■ Try it:
Filter the records below down to lines containing "original".

** Raw data follows **

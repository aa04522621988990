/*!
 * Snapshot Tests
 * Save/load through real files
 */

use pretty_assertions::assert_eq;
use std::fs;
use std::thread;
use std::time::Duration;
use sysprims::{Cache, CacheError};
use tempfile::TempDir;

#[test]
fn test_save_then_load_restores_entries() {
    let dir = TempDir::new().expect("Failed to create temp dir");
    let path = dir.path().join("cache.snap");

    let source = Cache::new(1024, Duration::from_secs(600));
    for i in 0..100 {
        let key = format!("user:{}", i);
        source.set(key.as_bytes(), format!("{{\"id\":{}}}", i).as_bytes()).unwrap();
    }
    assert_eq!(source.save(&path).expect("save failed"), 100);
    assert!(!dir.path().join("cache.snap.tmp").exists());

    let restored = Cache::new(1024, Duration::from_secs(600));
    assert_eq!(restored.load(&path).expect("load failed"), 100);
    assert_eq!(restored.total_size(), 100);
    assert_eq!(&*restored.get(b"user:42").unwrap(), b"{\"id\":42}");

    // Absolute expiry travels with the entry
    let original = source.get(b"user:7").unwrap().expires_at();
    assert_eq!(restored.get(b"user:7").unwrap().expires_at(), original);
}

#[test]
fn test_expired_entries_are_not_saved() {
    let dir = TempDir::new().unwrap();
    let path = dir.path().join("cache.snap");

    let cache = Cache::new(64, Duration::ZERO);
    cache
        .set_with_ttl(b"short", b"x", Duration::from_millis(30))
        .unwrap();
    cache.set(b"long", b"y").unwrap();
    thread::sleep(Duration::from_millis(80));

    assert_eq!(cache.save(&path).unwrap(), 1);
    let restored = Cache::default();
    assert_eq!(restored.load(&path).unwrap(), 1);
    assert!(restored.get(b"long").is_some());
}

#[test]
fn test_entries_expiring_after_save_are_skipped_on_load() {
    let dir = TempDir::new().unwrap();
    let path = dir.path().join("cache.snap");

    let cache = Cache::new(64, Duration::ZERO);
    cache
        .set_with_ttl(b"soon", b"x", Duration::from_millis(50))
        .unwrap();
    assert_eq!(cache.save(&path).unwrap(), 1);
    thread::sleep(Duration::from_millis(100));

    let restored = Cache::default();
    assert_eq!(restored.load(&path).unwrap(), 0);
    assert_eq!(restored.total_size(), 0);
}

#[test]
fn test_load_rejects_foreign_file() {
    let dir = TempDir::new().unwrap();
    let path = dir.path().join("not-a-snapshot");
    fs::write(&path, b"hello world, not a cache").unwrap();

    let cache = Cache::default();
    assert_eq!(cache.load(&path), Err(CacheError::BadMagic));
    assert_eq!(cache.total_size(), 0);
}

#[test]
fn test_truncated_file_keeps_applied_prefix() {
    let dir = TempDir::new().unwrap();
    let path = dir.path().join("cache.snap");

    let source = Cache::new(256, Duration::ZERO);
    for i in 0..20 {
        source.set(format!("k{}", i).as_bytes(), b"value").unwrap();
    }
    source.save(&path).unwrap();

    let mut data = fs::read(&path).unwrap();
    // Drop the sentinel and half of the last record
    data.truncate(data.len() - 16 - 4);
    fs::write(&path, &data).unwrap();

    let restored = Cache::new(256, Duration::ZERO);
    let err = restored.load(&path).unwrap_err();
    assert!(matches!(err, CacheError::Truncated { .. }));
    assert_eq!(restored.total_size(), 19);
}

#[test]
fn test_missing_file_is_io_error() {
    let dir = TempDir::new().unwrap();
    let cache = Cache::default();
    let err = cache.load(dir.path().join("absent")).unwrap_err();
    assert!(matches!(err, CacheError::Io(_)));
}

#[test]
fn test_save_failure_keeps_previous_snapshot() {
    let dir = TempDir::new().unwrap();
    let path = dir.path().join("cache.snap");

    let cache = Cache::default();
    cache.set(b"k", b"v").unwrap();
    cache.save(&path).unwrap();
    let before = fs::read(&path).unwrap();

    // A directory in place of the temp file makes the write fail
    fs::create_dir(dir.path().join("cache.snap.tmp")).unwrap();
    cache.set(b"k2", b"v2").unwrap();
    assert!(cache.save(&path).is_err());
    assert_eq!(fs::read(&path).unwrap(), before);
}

** End of Raw data **

■ Problem solution:
    let original = source.get(b"user:7").unwrap().expires_at();
    assert_eq!(restored.get(b"user:7").unwrap().expires_at(), original);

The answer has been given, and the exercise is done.